Goodfellas começa calmamente, mas, quando os créditos finais rolam, já houve um grande derramamento de sangue. Parte da violência é repentina, chocante, e visceral. Uma morte em particular vem como uma surpresa total, e deixa o espectador momentaneamente atordoado e desorientado. Mesmo depois de ter visto o filme inúmeras vezes, esta cena permanece inquietante. Há muitos outros momentos que têm um impacto semelhante, embora menos amplificado. Goodfellas não depende das reviravoltas do enredo para prender a atenção do espectador – a força e amplitude da história e os personagens fazem isso – mas um dos traços mais fortes do filme é a sensação de incerteza que paira sobre cada fotograma. A tática de Scorsese de usar dois narradores (às vezes a locução de Henry é substituída pela de Karen) deixa mesmo em aberto a possibilidade de Henry não sobreviver ao filme.

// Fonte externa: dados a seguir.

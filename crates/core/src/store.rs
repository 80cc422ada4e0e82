//! Per-document markup store.
//!
//! Owns the page-indexed markup collections and the document's undo/redo
//! history. Every mutation records one history entry with full before/after
//! snapshots of the affected page, and deletions cascade into the
//! measurement link graph through the injected [`LinkSink`] capability
//! before the call returns.

use crate::error::{CoreError, CoreResult};
use crate::history::{HistoryEngine, HistoryEntry, LinkDelta, DEFAULT_HISTORY_DEPTH};
use crate::links::{LinkSink, LinkedMeasurement, MeasurementKind};
use crate::markup::{now_unix, Markup, MarkupId, MarkupPatch, MarkupShape};
use crate::scale::ScaleCalibration;
use crate::geometry::PagePoint;
use std::collections::{BTreeMap, HashSet};
use tracing::{debug, warn};
use uuid::Uuid;

/// Context undo/redo needs to reconstruct measurement links when a history
/// entry carries no captured delta for a re-added markup.
pub struct LinkContext<'a> {
    pub document_id: Uuid,
    pub calibration: &'a ScaleCalibration,
}

/// Page-indexed markup collections for one document.
#[derive(Debug)]
pub struct MarkupStore {
    pages: BTreeMap<u32, Vec<Markup>>,
    history: HistoryEngine,
    /// Bumped on every collection change; the snapping engine rebuilds its
    /// per-page markup snap cache when this moves.
    snap_revision: u64,
    modified: bool,
}
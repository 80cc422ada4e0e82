//! Vector line-segment extraction from page content streams.
//!
//! Walks a page's content operations tracking the graphics state stack
//! (`q`/`Q`) and transformation matrix (`cm`), and harvests the straight
//! path construction operators (`m`, `l`, `h`, `re`) as device-space
//! segments. Curves only advance the current point; the snapping index
//! works with straight geometry.

use crate::{page_dimensions, PdfEngineError, PdfResult};
use lopdf::content::Content;
use lopdf::{Document, Object, ObjectId};
use planmark_core::error::{CoreError, CoreResult};
use planmark_core::geometry::PdfPoint;
use planmark_core::vector_index::{LineSegment, VectorSource};
use std::collections::BTreeMap;
use tracing::debug;

/// 2D affine transform in PDF matrix form `[a b c d e f]`.
#[derive(Debug, Clone, Copy)]
struct Matrix {
    a: f32,
    b: f32,
    c: f32,
    d: f32,
    e: f32,
    f: f32,
}

impl Matrix {
    const IDENTITY: Matrix = Matrix { a: 1.0, b: 0.0, c: 0.0, d: 1.0, e: 0.0, f: 0.0 };

    fn apply(&self, x: f32, y: f32) -> (f32, f32) {
        (self.a * x + self.c * y + self.e, self.b * x + self.d * y + self.f)
    }

    /// `self` applied first, then `after`.
    fn then(&self, after: &Matrix) -> Matrix {
        Matrix {
            a: self.a * after.a + self.b * after.c,
            b: self.a * after.b + self.b * after.d,
            c: self.c * after.a + self.d * after.c,
            d: self.c * after.b + self.d * after.d,
            e: self.e * after.a + self.f * after.c + after.e,
            f: self.e * after.b + self.f * after.d + after.f,
        }
    }
}

/// Extract straight segments from one page's content, in PDF point space.
pub fn extract_pdf_segments(doc: &Document, page_id: ObjectId) -> PdfResult<Vec<(PdfPoint, PdfPoint)>> {
    let content_data = doc.get_page_content(page_id)?;
    let content = Content::decode(&content_data)?;

    let mut segments = Vec::new();
    let mut ctm = Matrix::IDENTITY;
    let mut stack: Vec<Matrix> = Vec::new();
    let mut current: Option<(f32, f32)> = None;
    let mut subpath_start: Option<(f32, f32)> = None;

    for op in &content.operations {
        let operands = &op.operands;
        match op.operator.as_str() {
            "q" => stack.push(ctm),
            "Q" => {
                if let Some(saved) = stack.pop() {
                    ctm = saved;
                }
            }
            "cm" => {
                if let Some(m) = matrix_operands(operands) {
                    ctm = m.then(&ctm);
                }
            }
            "m" => {
                if let Some((x, y)) = point_operands(operands, 0) {
                    let p = ctm.apply(x, y);
                    current = Some(p);
                    subpath_start = Some(p);
                }
            }
            "l" => {
                if let (Some(from), Some((x, y))) = (current, point_operands(operands, 0)) {
                    let to = ctm.apply(x, y);
                    push_segment(&mut segments, from, to);
                    current = Some(to);
                }
            }
            "h" => {
                if let (Some(from), Some(start)) = (current, subpath_start) {
                    push_segment(&mut segments, from, start);
                    current = Some(start);
                }
            }
            "re" => {
                if let Some([x, y, w, h]) = quad_operands(operands) {
                    let corners = [
                        ctm.apply(x, y),
                        ctm.apply(x + w, y),
                        ctm.apply(x + w, y + h),
                        ctm.apply(x, y + h),
                    ];
                    for i in 0..4 {
                        push_segment(&mut segments, corners[i], corners[(i + 1) % 4]);
                    }
                    // A rectangle also resets the current point to its origin.
                    current = Some(corners[0]);
                    subpath_start = Some(corners[0]);
                }
            }
            // Curves advance the current point without contributing
            // straight segments.
            "c" => {
                if let Some((x, y)) = point_operands(operands, 4) {
                    current = Some(ctm.apply(x, y));
                }
            }
            "v" | "y" => {
                if let Some((x, y)) = point_operands(operands, 2) {
                    current = Some(ctm.apply(x, y));
                }
            }
            _ => {}
        }
    }

    Ok(segments
        .into_iter()
        .map(|(from, to)| (PdfPoint::new(from.0, from.1), PdfPoint::new(to.0, to.1)))
        .collect())
}

fn push_segment(segments: &mut Vec<((f32, f32), (f32, f32))>, from: (f32, f32), to: (f32, f32)) {
    let dx = to.0 - from.0;
    let dy = to.1 - from.1;
    if dx * dx + dy * dy > 1e-6 {
        segments.push((from, to));
    }
}

fn matrix_operands(operands: &[Object]) -> Option<Matrix> {
    if operands.len() != 6 {
        return None;
    }
    Some(Matrix {
        a: operands[0].as_float().ok()?,
        b: operands[1].as_float().ok()?,
        c: operands[2].as_float().ok()?,
        d: operands[3].as_float().ok()?,
        e: operands[4].as_float().ok()?,
        f: operands[5].as_float().ok()?,
    })
}

fn point_operands(operands: &[Object], offset: usize) -> Option<(f32, f32)> {
    let x = operands.get(offset)?.as_float().ok()?;
    let y = operands.get(offset + 1)?.as_float().ok()?;
    Some((x, y))
}

fn quad_operands(operands: &[Object]) -> Option<[f32; 4]> {
    if operands.len() != 4 {
        return None;
    }
    Some([
        operands[0].as_float().ok()?,
        operands[1].as_float().ok()?,
        operands[2].as_float().ok()?,
        operands[3].as_float().ok()?,
    ])
}

/// [`VectorSource`] backed by a parsed PDF document.
///
/// Converts extracted PDF-space segments into document-native coordinates
/// at the session's base render scale.
pub struct PdfVectorSource {
    document: Document,
    page_ids: BTreeMap<u32, ObjectId>,
    base_scale: f32,
}

impl PdfVectorSource {
    pub fn new(bytes: &[u8], base_scale: f32) -> PdfResult<Self> {
        let document = Document::load_mem(bytes)?;
        let page_ids = document.get_pages();
        if page_ids.is_empty() {
            return Err(PdfEngineError::Malformed("document has no pages".to_owned()));
        }
        Ok(Self { document, page_ids, base_scale })
    }

    fn extract_native(&self, page: u32) -> PdfResult<Vec<LineSegment>> {
        let page_id = *self.page_ids.get(&page).ok_or(PdfEngineError::PageOutOfRange {
            page,
            page_count: self.page_ids.len() as u32,
        })?;

        let height_pt = page_dimensions(&self.document, page_id).height_pt;
        let segments = extract_pdf_segments(&self.document, page_id)?;
        debug!(page, count = segments.len(), "extracted vector segments");

        Ok(segments
            .into_iter()
            .map(|(from, to)| {
                LineSegment::new(
                    from.to_page(height_pt, self.base_scale),
                    to.to_page(height_pt, self.base_scale),
                )
            })
            .collect())
    }
}

impl VectorSource for PdfVectorSource {
    fn extract(&self, page: u32) -> CoreResult<Vec<LineSegment>> {
        self.extract_native(page)
            .map_err(|err| CoreError::Decode(err.to_string()))
    }
}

Como muitas vezes acontece com o trabalho do diretor, Goodfellas é uma obra-prima de composição visual. Utilizando os serviços do cineasta alemão Michael Ballhaus (que também colaborou com Scorsese em After Hours, The Last Temptation of Christ, e The Age of Innocence), Scorsese escapa de uma câmera estática, mantendo sempre a tela de seu filme fluida. Há panelas longas e flores inovadoras, todas concebidas para melhorar o ambiente e envolver o espectador na acção. Em uma ocasião, a câmera varre em volta de um bar e depois entra em uma sala dos fundos, fazendo uma pausa nos rostos enquanto a locução de Henry apresenta cada um dos sábios. Mais tarde, somos presenteados com a famosa e desorientadora imagem de Henry e Jimmy, um de frente para o outro através de uma mesa num restaurante. Eles parecem permanecer na mesma posição em relação a nós enquanto o fundo recua lentamente (este efeito foi conseguido afastando a câmara dos actores ao mesmo tempo que se usava a lente para fazer zoom sobre eles).

Para que dramas baseados em personagens como Goodfellas se elevem acima do nível de um melodrama bem trabalhado, uma representação forte é uma necessidade, e este filme contém várias actuações de protagonistas inesquecíveis mais o apoio sólido daqueles que têm papéis menores. O retrato mais flamboyant é apresentado por Joe Pesci como o muitas vezes descontrolado Tommy. Pesci ganhou um Oscar por seu trabalho aqui, criando um personagem que pode ser encantador em alguns momentos e inesperadamente violento em outros. (Pesci praticamente replicou esta parte para o Scorsese’s Casino.) O brilho na performance é como Tommy muda fácil e rapidamente de um modo para o outro. Uma única coisa menor – uma ação, uma palavra, etc. – pode fazê-lo explodir. Pesci faz com que a transição repentina pareça credível em vez de ser jarrante.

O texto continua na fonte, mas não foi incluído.